Tuesday, July 22, 2008

Day 7 Wailing Wall Woes

Day 7 finds us steeped in Roman History.
In particular Hadrian's Wall. One of three such structures built by the Romans to keep out the raiding Picts (our, well my, ancestors) they couldn't or wouldn't conquer us so decided to build some walls to keep us the hell out...kinda cute huh?
Let's face it the poor buggers had come from sunny Italia to the damp,dank, sodden, Pict infested land of "Caledonia" which served no economic use and really was only fit for sheep as the English, (Booooo) realised centuries later. I hate having to give credit to the sassenachs.
Early start as the wall is in England, huh, well it would be wouldn't it given that "they" moved the border! More of that tirade to be discussed at another time.
Off we jolly well go!
Scoot in charge of the map, he's amazing with directions, daughter 2 ( now to be referred to as the "wee thespian" I'll use WT for short) WT high as a kite about the whole trip having watched "King Arthur" a couple of weeks prior. The Child Iseult however was not a happy day tripper, at all, as follows:-
"Whadda ya mean we're going to see a wall?"
"Sweetie it's a Roman Wall"
"Well it's famous"
"How long are we going to be in the car?"
Sex bomb and I glance nervously at each other.
"Oh, only about 4 or five hours"
"WHAT? Five hours in the car to go look at some dumb BRICKS" shrieking now.
"But they're bricks laid by the Romans darling"
Not a good start to the day, sulked all the way to the border. The border (the one the "you know who's" moved) turned out to be quite a laugh (which even Miss Grumpy AKA The Child Iseult) joined in with. We parked the car in England and ran back 10 feet to have our photos taken in Scotland then reversed the car back to Scotland to have our pics taken in England this went on for some time (in the pouring rain) until we were all so wet we had to load back up and continue our now perilous journey into foreign parts.

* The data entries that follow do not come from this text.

//! Configuration for the connection core.
//!
//! Two kinds of configuration feed the core:
//!
//! - Device parameters (network name, broker address, credentials) come from
//!   an external [`ParameterStore`] and are copied once into a [`NetConfig`].
//! - Tuning constants and routing settings live in [`CoreConfig`], a plain
//!   struct with sensible defaults.
//!
//! ```rust
//! use iotlink::config::{CoreConfig, NetConfig, ParameterStore, StaticParameters};
//!
//! let params = StaticParameters::new(
//!     &[
//!         ("wifi_ssid", "home"),
//!         ("wifi_pass", "secret"),
//!         ("device_id", "virgo-01"),
//!         ("mqtt_ip", "192.168.1.10"),
//!     ],
//!     &["wifi_ssid", "device_id", "mqtt_ip"],
//! );
//! assert!(params.is_critical_valid());
//!
//! let net = NetConfig::load(&params).unwrap();
//! assert_eq!(net.broker_port, 1883);
//!
//! let core = CoreConfig {
//!     log_topic: Some("virgo/log"),
//!     ..CoreConfig::default()
//! };
//! assert_eq!(core.timing.flush_window_ms, 3000);
//! ```

use heapless::String;

use crate::error::Error;
use crate::session::QoS;

/// Key-value lookups into the device parameter set.
///
/// Implemented by whatever owns provisioning and validation; the core only
/// reads.
pub trait ParameterStore {
    /// Text value of `key`, if set.
    fn get_string(&self, key: &str) -> Option<&str>;

    /// Integer value of `key`, if set and numeric.
    fn get_int(&self, key: &str) -> Option<i32> {
        self.get_string(key)?.trim().parse().ok()
    }

    /// `true` when every parameter needed to leave provisioning is valid.
    fn is_critical_valid(&self) -> bool;
}

/// A parameter set backed by a static slice of pairs.
///
/// A critical key is valid when it is present with a non-empty value.
#[derive(Debug, Clone, Copy)]
pub struct StaticParameters<'a> {
    entries: &'a [(&'a str, &'a str)],
    critical: &'a [&'a str],
}

impl<'a> StaticParameters<'a> {
    pub const fn new(entries: &'a [(&'a str, &'a str)], critical: &'a [&'a str]) -> Self {
        Self { entries, critical }
    }
}

impl ParameterStore for StaticParameters<'_> {
    fn get_string(&self, key: &str) -> Option<&str> {
        self.entries
            .iter()
            .find(|(k, _)| *k == key)
            .map(|(_, v)| *v)
    }

    fn is_critical_valid(&self) -> bool {
        self.critical
            .iter()
            .all(|key| self.get_string(key).is_some_and(|v| !v.is_empty()))
    }
}

/// Network and broker identity, copied out of the parameter store at boot.
#[derive(Debug, Clone, PartialEq, Eq)]
pub struct NetConfig {
    pub ssid: String<32>,
    pub wifi_password: String<64>,
    /// Device identifier: network hostname, broker client id and discovery id.
    pub device_id: String<32>,
    pub broker_host: String<64>,
    pub broker_port: u16,
    pub username: String<32>,
    pub password: String<64>,
}

impl NetConfig {
    /// Reads `wifi_ssid`, `wifi_pass`, `device_id`, `mqtt_ip`, `mqtt_port`,
    /// `mqtt_user` and `mqtt_pass`.
    ///
    /// The SSID, device id and broker host are required. The port defaults
    /// to 1883; credentials default to empty.
    pub fn load<P: ParameterStore + ?Sized>(params: &P) -> Result<Self, Error> {
        let port = match params.get_int("mqtt_port") {
            Some(p) => u16::try_from(p).map_err(|_| Error::Capacity)?,
            None => 1883,
        };
        Ok(Self {
            ssid: required(params, "wifi_ssid")?,
            wifi_password: optional(params, "wifi_pass")?,
            device_id: required(params, "device_id")?,
            broker_host: required(params, "mqtt_ip")?,
            broker_port: port,
            username: optional(params, "mqtt_user")?,
            password: optional(params, "mqtt_pass")?,
        })
    }
}

fn required<P: ParameterStore + ?Sized, const N: usize>(
    params: &P,
    key: &str,
) -> Result<String<N>, Error> {
    match params.get_string(key) {
        Some(v) if !v.is_empty() => String::try_from(v).map_err(|_| Error::Capacity),
        _ => Err(Error::MissingParameter),
    }
}

fn optional<P: ParameterStore + ?Sized, const N: usize>(
    params: &P,
    key: &str,
) -> Result<String<N>, Error> {
    String::try_from(params.get_string(key).unwrap_or("")).map_err(|_| Error::Capacity)
}

/// Timing policy for the guards and the orchestrator, in milliseconds.
#[derive(Debug, Clone, Copy, PartialEq, Eq)]
pub struct Timing {
    /// How long after subscribing retained messages are ignored.
    pub flush_window_ms: u64,
    /// Minimum spacing between attach attempts while one is in flight.
    pub attempt_spacing_ms: u64,
    /// Minimum spacing between full driver resets.
    pub radio_reset_ms: u64,
    /// Minimum spacing between diagnostic scans, and the hold-off after a
    /// scan that did not find the network.
    pub scan_throttle_ms: u64,
    /// Consecutive failures before a diagnostic scan.
    pub scan_after_failures: u8,
    pub backoff_base_ms: u64,
    /// Highest failure count that still grows the delay exponentially.
    pub backoff_max_shift: u8,
    pub backoff_ceiling_ms: u64,
    /// Exclusive upper bound of the random jitter added to each delay.
    pub jitter_ms: u32,
}

impl Default for Timing {
    fn default() -> Self {
        Self {
            flush_window_ms: 3_000,
            attempt_spacing_ms: 8_000,
            radio_reset_ms: 5_000,
            scan_throttle_ms: 30_000,
            scan_after_failures: 5,
            backoff_base_ms: 100,
            backoff_max_shift: 5,
            backoff_ceiling_ms: 10_000,
            jitter_ms: 50,
        }
    }
}

/// Settings of the connection core.
#[derive(Debug, Clone, Copy, PartialEq, Eq)]
pub struct CoreConfig<'a> {
    pub timing: Timing,
    pub keep_alive_secs: u16,
    pub clean_session: bool,
    /// First topic level of the discovery topic.
    pub discovery_prefix: &'a str,
    /// Topic that [`log_book`](crate::runtime::Runtime::log_book) messages go to.
    pub log_topic: Option<&'a str>,
    /// Name of an INTERNAL entity reporting whether the supervisor is online.
    /// When set, publishing additionally requires that entity to read true.
    pub supervisor_status: Option<&'a str>,
    /// Maximum inbound messages handled per tick.
    pub inbound_budget: usize,
    pub state_qos: QoS,
    pub retain_states: bool,
}

impl Default for CoreConfig<'_> {
    fn default() -> Self {
        Self {
            timing: Timing::default(),
            keep_alive_secs: 20,
            clean_session: true,
            discovery_prefix: "homeassistant",
            log_topic: None,
            supervisor_status: None,
            inbound_budget: 8,
            state_qos: QoS::AtMostOnce,
            retain_states: false,
        }
    }
}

Sheep everywhere. I had a notion to "set them free" it's the Willy Wallace in my blood! I had it all planned, wait until dusk... kids not impressed with my terrorist sheep freeing plan AT ALL.
Sex bomb quite happy to go along with it though! Dat's ma boy!
Another 45 mis or so and we start seeing signs for "The Wall". The Child Iseult starts up again, whining in her best Californian high pitched, nasal and infuriating voice.
"Oh look! there it is " say I pointing at a field with a somewhat irregular, undulating landscape.
"Wow, so it is " agrees the sex bomb.
"Where where?" The Child Iseult.
"Look at the landscape sweetie and imagine a wall"
Now she's totally loosing it while we start busting up. We are SUCH bad parents! It was funny though I don't care who you are. She eventually saw the funny side just as we arrived at the Fort.
Took our time investigating the baths and the barracks along with the beautiful setting, lot to be said for Roman aesthetics.
Back in the car and heading along the Wall on our homeward journey. WT hungry as usual with Scoot and The Child Iseult making noises about not having eaten since breakfast. Hell with the lot of them after ridiculing my "picnic"!
The sex bomb and I both adamant that we will not encourage the English economy by spending money there, so they will have to wait until we are over the border before we buy food. This stand met with much complaint.
We stuck to our guns and stopped for tea ( that would be dinner) at a really good Chinese Restaurant in Gallashiels NORTH of the border.
Observation :- Quite clear to us for the first time that the children, The Child Iseult in particular, really had no idea how much "tension?" still exists between Scotland and England. Got their eyes opened to the seriousness of the situation when we refused to fill their bellies though. lol
Arrived at the cottage around 10p.m. Long day, worth it? For us yes, the kids? wouldn't recommend it for early pubescent teens, no way, no how.